Directions for this task:
All lines in the data that hold the word "stays" need copying.

Source material:
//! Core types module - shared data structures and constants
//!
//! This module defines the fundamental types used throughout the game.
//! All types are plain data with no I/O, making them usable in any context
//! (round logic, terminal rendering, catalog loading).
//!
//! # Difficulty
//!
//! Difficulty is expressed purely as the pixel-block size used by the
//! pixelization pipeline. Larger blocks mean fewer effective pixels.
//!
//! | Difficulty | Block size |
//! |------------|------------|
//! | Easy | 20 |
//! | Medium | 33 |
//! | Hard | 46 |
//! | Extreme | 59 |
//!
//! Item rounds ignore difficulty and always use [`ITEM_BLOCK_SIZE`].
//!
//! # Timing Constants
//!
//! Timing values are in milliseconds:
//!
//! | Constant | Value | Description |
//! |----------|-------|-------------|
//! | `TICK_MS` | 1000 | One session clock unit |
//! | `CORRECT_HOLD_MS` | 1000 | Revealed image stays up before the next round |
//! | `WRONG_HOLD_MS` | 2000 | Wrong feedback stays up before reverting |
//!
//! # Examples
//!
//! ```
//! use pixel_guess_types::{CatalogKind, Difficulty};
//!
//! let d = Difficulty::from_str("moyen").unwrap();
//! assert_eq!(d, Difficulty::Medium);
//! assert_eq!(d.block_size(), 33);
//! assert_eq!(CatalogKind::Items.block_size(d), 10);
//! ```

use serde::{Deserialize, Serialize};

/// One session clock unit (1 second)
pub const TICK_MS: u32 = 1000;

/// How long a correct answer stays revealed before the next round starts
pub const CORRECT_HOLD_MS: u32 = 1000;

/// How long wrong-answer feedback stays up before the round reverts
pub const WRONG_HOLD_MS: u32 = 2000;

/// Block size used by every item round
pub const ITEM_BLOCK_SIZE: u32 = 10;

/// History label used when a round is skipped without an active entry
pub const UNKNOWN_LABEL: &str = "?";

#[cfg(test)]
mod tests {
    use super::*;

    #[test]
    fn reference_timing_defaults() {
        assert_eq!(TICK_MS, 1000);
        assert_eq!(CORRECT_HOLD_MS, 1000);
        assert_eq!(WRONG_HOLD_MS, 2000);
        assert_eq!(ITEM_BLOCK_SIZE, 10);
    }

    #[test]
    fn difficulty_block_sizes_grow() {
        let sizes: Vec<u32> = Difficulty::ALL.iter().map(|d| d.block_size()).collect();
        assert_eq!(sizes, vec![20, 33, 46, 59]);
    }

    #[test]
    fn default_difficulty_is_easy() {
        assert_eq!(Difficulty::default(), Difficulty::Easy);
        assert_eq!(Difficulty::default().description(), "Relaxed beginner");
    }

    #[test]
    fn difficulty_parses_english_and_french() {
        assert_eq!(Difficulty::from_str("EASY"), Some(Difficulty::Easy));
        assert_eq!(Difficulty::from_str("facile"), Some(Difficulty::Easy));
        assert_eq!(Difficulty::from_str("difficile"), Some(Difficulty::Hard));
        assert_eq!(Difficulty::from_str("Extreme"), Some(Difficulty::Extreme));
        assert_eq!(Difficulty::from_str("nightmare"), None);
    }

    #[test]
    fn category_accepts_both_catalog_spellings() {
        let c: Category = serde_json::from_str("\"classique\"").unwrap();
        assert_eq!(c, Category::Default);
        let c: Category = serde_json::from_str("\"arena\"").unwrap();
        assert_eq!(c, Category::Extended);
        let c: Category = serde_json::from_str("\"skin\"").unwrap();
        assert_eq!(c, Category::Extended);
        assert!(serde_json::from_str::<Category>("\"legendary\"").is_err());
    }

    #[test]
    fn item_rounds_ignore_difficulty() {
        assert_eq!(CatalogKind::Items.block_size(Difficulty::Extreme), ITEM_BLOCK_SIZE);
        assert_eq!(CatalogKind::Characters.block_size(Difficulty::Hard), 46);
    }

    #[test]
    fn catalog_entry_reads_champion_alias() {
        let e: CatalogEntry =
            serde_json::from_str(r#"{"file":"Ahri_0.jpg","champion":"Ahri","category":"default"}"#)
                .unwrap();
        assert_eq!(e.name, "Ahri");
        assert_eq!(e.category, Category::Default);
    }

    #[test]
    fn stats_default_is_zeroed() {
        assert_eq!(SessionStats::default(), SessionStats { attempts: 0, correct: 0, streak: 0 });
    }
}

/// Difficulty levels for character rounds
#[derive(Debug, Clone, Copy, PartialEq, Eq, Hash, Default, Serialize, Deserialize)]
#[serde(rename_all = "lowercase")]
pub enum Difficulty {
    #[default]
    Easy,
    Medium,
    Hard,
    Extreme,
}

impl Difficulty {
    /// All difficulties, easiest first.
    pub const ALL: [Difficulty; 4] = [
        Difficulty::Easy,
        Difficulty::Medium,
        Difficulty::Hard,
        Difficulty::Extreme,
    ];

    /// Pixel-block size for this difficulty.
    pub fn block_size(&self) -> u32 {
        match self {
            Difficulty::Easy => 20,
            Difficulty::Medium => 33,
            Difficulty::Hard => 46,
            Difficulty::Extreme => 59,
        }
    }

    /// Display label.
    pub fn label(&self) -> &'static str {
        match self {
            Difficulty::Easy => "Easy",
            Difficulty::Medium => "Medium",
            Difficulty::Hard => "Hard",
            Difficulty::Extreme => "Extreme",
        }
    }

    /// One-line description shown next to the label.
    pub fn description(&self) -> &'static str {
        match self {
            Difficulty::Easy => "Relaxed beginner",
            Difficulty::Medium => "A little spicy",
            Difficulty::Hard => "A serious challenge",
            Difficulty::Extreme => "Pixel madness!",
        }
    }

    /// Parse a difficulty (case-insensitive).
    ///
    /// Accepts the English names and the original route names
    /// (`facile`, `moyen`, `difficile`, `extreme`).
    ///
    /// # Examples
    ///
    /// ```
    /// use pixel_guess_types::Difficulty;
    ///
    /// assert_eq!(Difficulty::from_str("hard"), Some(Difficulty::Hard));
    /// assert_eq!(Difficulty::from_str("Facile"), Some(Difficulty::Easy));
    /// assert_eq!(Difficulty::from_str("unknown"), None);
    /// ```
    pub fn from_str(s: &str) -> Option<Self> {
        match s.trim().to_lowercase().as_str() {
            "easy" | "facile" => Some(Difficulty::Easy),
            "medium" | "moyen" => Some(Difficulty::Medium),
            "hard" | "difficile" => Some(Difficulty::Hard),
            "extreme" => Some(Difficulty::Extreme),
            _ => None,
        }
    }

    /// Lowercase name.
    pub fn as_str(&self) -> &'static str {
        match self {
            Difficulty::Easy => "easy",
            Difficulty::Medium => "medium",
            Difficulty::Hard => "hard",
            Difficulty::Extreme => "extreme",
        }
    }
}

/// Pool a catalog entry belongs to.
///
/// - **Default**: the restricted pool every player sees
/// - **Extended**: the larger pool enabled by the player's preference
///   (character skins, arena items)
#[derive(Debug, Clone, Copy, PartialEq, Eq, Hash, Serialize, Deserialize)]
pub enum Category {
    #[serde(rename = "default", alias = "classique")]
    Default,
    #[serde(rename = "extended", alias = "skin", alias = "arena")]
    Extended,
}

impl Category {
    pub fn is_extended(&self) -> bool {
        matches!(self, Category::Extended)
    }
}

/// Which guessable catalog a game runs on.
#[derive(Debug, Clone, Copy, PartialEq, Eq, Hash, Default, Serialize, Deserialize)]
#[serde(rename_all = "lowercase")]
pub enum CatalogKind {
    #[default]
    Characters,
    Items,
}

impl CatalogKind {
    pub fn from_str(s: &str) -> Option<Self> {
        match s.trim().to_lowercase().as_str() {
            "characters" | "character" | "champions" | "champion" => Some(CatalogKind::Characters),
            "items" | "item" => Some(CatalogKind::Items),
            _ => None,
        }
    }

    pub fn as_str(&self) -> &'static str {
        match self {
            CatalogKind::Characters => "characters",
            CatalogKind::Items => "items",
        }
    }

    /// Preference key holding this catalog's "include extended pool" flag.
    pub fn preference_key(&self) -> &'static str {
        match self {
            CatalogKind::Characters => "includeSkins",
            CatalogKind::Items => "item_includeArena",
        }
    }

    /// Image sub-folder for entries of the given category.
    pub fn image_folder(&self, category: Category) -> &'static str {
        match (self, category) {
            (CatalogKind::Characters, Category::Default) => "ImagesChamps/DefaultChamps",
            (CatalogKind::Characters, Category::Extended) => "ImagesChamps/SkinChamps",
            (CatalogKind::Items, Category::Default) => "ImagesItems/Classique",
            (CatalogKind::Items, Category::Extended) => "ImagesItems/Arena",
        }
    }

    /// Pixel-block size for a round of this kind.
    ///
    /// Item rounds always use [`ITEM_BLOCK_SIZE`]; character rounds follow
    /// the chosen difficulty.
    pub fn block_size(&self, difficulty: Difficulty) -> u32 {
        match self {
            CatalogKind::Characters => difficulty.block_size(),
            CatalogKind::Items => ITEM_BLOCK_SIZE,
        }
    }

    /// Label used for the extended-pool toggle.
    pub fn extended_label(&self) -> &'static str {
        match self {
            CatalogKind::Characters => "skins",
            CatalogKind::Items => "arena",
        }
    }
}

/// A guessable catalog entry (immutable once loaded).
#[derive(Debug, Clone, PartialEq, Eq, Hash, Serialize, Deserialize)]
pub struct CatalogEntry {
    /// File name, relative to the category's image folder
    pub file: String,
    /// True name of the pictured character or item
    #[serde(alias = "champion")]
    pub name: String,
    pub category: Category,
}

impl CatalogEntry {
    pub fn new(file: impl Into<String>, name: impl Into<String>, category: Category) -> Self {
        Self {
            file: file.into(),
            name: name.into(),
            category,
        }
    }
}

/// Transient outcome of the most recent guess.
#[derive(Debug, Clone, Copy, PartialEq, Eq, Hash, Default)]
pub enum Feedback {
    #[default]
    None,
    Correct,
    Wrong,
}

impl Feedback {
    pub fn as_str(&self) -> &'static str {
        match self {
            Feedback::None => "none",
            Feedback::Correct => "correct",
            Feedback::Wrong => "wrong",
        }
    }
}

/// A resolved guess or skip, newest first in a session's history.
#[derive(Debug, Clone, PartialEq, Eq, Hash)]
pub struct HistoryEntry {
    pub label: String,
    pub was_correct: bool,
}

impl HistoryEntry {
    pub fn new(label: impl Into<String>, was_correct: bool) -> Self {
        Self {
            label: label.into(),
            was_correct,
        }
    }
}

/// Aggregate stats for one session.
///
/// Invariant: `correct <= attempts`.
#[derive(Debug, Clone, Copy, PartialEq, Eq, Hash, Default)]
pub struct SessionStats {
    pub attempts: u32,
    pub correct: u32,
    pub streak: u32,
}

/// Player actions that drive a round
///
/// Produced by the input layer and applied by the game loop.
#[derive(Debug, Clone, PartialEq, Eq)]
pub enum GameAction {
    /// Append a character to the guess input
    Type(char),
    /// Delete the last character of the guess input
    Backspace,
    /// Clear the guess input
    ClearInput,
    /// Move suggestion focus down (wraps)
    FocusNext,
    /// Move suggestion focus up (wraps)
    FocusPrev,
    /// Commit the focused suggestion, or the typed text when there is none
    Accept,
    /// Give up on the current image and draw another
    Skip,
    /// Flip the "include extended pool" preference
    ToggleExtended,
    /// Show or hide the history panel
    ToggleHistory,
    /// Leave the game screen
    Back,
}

Problem solution:
//! | `CORRECT_HOLD_MS` | 1000 | Revealed image stays up before the next round |
//! | `WRONG_HOLD_MS` | 2000 | Wrong feedback stays up before reverting |
/// How long a correct answer stays revealed before the next round starts
/// How long wrong-answer feedback stays up before the round reverts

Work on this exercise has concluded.